Task brief:
Starting at the line with "filename src/model.rs" and going on through the line with "by requester geolocation.", reproduce each line in the records below exactly and nothing more.

Segment Start: Dataset extract

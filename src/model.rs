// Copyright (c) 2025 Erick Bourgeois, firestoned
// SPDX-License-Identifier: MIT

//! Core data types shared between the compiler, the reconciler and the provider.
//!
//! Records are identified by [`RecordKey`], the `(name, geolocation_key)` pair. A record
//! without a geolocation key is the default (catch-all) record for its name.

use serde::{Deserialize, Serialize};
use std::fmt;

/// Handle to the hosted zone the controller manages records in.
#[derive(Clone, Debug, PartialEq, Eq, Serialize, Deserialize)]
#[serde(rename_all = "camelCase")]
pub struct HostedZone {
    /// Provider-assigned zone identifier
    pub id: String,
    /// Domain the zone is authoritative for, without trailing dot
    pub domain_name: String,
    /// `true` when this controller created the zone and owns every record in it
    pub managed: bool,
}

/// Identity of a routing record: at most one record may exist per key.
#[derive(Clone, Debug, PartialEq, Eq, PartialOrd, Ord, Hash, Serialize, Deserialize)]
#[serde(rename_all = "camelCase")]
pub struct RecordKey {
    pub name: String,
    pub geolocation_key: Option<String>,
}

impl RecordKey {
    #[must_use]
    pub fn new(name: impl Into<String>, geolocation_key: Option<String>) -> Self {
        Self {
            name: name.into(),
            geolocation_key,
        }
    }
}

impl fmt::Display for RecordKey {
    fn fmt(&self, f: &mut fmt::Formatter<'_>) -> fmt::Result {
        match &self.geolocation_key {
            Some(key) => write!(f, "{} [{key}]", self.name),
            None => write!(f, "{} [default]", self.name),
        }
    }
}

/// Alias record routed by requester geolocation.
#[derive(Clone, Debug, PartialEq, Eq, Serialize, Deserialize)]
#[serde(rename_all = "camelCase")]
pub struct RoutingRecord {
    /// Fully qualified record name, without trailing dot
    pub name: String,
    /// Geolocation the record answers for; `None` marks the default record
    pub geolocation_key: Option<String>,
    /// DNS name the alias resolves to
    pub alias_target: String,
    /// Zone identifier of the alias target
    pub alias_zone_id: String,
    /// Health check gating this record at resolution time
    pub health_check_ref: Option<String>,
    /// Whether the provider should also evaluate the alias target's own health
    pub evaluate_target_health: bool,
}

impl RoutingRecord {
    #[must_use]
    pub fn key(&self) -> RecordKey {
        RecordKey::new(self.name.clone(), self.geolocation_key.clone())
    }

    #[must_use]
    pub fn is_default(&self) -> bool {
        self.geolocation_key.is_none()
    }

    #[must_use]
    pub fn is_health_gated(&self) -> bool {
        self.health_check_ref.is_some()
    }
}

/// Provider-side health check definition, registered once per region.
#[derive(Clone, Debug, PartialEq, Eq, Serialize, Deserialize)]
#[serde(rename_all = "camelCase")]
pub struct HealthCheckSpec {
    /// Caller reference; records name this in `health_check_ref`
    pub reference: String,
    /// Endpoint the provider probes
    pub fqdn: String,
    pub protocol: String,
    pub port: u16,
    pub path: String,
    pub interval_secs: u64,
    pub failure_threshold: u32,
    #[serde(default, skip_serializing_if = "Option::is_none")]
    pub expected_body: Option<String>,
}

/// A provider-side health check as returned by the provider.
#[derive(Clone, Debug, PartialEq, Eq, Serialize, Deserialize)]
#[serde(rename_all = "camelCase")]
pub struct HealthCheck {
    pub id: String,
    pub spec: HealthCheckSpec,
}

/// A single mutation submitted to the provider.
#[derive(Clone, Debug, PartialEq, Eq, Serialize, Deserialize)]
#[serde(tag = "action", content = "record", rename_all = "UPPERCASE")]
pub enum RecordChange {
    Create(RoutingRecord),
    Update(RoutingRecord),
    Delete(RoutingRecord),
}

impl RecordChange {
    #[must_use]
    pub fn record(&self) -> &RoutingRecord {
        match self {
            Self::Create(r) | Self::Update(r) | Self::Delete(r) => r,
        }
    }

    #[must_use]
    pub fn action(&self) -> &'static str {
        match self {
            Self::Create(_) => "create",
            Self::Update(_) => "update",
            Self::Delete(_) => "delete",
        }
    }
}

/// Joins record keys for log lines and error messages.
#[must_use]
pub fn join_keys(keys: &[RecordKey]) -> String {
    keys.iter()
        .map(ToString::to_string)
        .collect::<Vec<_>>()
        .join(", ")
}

Segment End: Dataset extract
Segment Start: Dataset extract

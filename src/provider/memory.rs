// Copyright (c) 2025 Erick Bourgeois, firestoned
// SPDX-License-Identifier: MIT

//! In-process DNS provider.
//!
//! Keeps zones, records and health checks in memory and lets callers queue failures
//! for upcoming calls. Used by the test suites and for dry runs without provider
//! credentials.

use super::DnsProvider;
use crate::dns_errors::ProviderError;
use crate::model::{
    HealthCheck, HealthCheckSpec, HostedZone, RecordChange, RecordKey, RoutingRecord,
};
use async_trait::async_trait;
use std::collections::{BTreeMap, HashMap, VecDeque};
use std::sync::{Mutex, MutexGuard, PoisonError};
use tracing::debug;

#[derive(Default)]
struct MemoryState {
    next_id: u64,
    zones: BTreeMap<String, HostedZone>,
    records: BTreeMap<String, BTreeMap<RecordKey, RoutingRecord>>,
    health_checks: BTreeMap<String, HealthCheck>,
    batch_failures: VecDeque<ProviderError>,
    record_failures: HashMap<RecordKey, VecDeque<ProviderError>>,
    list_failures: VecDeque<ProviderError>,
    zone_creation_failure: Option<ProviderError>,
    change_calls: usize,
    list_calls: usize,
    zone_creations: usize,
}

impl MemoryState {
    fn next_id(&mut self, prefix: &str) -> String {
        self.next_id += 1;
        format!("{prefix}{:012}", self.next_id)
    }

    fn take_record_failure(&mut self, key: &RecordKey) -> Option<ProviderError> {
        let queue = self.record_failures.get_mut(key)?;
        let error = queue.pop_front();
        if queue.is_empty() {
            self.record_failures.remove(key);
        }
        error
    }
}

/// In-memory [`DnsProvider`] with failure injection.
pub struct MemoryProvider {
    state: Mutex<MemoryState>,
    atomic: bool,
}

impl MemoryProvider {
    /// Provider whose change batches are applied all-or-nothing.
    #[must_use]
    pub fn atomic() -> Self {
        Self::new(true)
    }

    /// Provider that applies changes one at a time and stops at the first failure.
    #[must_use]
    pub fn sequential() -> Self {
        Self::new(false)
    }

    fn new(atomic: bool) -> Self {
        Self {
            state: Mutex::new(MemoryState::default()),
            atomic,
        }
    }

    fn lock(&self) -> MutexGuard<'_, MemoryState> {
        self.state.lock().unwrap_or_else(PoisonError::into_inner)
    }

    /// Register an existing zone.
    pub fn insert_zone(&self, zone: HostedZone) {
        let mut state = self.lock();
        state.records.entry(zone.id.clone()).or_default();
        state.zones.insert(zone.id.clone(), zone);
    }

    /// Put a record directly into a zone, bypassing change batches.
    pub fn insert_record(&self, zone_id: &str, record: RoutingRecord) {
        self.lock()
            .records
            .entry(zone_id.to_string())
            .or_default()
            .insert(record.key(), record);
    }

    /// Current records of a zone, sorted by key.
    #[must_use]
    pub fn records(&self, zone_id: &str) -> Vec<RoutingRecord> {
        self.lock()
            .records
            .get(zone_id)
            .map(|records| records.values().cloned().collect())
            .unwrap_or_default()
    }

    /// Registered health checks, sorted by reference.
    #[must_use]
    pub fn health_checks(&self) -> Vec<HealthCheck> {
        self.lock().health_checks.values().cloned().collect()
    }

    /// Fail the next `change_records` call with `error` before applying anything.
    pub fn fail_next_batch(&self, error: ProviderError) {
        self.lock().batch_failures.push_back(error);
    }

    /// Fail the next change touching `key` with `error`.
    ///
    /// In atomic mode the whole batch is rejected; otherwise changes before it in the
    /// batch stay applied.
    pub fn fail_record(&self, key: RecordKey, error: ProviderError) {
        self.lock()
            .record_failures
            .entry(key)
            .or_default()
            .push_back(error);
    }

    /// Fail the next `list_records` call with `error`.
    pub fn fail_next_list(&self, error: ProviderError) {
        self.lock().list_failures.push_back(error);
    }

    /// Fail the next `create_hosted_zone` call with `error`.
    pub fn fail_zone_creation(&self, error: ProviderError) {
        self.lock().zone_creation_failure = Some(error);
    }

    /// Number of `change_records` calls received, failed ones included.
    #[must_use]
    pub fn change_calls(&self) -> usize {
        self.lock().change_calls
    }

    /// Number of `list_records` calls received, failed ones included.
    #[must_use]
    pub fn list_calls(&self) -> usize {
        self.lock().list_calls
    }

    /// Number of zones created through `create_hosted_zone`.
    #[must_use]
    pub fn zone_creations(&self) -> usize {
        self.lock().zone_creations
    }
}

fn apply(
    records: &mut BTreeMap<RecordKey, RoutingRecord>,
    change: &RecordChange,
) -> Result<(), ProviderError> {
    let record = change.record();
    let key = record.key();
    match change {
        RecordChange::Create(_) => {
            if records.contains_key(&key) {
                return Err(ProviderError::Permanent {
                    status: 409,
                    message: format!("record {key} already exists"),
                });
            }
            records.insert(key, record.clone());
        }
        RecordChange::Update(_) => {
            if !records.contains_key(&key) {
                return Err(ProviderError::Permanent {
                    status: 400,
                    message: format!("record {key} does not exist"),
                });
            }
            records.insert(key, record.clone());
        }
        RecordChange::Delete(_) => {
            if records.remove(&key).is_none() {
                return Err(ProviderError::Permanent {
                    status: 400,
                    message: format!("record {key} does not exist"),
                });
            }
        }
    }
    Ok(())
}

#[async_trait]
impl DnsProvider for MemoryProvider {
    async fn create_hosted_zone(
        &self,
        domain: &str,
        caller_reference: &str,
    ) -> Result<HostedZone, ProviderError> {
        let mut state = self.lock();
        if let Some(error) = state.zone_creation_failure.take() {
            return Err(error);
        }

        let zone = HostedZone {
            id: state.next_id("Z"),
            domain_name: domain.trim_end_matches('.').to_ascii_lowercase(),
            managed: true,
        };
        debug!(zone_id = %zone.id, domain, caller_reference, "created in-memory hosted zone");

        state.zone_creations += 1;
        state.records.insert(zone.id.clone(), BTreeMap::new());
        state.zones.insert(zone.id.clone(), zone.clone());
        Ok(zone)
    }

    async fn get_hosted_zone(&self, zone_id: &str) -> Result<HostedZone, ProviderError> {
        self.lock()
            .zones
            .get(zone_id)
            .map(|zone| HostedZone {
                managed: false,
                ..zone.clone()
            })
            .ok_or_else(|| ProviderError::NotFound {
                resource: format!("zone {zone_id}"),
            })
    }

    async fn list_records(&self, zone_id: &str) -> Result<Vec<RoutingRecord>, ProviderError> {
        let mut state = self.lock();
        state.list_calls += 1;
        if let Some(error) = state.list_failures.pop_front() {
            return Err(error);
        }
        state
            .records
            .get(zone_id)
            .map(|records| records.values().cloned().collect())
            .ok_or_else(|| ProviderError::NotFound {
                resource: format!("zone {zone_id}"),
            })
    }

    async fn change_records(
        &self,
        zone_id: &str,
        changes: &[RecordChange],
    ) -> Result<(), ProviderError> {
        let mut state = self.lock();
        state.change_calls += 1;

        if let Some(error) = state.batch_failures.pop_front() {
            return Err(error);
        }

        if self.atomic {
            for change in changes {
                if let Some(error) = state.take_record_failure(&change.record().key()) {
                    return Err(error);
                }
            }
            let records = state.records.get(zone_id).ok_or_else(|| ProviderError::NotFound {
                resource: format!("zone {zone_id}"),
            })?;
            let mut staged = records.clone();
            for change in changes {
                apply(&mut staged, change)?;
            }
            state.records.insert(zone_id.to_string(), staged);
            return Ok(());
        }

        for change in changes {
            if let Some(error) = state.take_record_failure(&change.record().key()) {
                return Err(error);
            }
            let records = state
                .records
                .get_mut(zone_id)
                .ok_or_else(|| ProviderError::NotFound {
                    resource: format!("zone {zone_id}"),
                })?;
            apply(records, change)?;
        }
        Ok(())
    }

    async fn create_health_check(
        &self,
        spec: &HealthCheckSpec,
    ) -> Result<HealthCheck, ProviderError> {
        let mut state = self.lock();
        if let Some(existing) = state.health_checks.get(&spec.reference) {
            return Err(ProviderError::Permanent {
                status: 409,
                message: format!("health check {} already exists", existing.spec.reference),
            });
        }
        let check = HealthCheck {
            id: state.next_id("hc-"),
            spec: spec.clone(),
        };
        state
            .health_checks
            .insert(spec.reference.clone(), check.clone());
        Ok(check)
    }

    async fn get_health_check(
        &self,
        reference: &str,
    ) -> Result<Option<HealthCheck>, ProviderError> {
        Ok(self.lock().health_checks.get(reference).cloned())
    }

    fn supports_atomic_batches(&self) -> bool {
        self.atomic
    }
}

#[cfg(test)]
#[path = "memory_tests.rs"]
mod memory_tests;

Segment End: Dataset extract
Segment Start: Dataset extract

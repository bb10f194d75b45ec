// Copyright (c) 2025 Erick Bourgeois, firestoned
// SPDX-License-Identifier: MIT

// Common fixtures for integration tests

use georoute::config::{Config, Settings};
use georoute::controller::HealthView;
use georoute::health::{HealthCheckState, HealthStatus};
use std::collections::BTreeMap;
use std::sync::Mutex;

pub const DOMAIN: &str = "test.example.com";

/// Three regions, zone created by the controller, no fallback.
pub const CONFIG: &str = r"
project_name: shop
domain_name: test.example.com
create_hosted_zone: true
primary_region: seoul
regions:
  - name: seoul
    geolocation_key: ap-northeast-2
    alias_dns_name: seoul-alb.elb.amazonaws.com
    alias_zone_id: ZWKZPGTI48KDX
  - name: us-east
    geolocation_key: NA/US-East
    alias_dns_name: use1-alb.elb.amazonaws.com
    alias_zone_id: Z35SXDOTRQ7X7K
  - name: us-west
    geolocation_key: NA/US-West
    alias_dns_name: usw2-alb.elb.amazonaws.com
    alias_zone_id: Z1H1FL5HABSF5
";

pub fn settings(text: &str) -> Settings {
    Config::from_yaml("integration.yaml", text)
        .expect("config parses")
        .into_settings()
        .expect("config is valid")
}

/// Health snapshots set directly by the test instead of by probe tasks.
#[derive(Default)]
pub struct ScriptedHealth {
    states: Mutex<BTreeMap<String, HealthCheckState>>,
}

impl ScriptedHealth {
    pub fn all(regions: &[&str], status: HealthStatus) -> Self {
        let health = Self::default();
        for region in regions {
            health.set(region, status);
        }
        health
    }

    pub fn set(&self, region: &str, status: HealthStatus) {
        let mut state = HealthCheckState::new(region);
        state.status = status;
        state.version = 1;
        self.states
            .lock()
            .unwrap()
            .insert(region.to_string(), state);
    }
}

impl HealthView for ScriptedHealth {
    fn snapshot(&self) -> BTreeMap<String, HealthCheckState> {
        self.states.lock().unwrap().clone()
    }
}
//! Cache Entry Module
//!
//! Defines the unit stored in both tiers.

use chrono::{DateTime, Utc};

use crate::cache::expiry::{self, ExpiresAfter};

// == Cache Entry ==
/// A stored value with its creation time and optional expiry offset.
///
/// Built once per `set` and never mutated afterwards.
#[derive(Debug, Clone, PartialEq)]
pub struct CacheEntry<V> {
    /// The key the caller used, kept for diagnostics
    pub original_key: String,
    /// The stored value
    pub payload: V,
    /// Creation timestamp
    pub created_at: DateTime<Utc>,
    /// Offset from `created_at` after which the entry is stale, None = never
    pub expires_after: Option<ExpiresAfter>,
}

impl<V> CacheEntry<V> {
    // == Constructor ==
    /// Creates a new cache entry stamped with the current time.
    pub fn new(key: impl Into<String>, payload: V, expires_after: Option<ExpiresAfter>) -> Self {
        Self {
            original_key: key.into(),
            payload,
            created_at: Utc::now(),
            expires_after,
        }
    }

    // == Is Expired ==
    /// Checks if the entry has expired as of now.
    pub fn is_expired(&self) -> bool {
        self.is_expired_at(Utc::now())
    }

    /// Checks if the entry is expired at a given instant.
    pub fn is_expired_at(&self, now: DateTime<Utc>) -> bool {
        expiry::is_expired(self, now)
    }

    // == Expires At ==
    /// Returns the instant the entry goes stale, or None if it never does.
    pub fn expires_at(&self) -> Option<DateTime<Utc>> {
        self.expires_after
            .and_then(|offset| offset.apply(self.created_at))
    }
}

Segment End: Dataset extract

Answer for this exercise:
filename src/model.rs
// Copyright (c) 2025 Erick Bourgeois, firestoned
// SPDX-License-Identifier: MIT

//! Core data types shared between the compiler, the reconciler and the provider.
//!
//! Records are identified by [`RecordKey`], the `(name, geolocation_key)` pair. A record
//! without a geolocation key is the default (catch-all) record for its name.

use serde::{Deserialize, Serialize};
use std::fmt;

/// Handle to the hosted zone the controller manages records in.
#[derive(Clone, Debug, PartialEq, Eq, Serialize, Deserialize)]
#[serde(rename_all = "camelCase")]
pub struct HostedZone {
    /// Provider-assigned zone identifier
    pub id: String,
    /// Domain the zone is authoritative for, without trailing dot
    pub domain_name: String,
    /// `true` when this controller created the zone and owns every record in it
    pub managed: bool,
}

/// Identity of a routing record: at most one record may exist per key.
#[derive(Clone, Debug, PartialEq, Eq, PartialOrd, Ord, Hash, Serialize, Deserialize)]
#[serde(rename_all = "camelCase")]
pub struct RecordKey {
    pub name: String,
    pub geolocation_key: Option<String>,
}

impl RecordKey {
    #[must_use]
    pub fn new(name: impl Into<String>, geolocation_key: Option<String>) -> Self {
        Self {
            name: name.into(),
            geolocation_key,
        }
    }
}

impl fmt::Display for RecordKey {
    fn fmt(&self, f: &mut fmt::Formatter<'_>) -> fmt::Result {
        match &self.geolocation_key {
            Some(key) => write!(f, "{} [{key}]", self.name),
            None => write!(f, "{} [default]", self.name),
        }
    }
}

/// Alias record routed by requester geolocation.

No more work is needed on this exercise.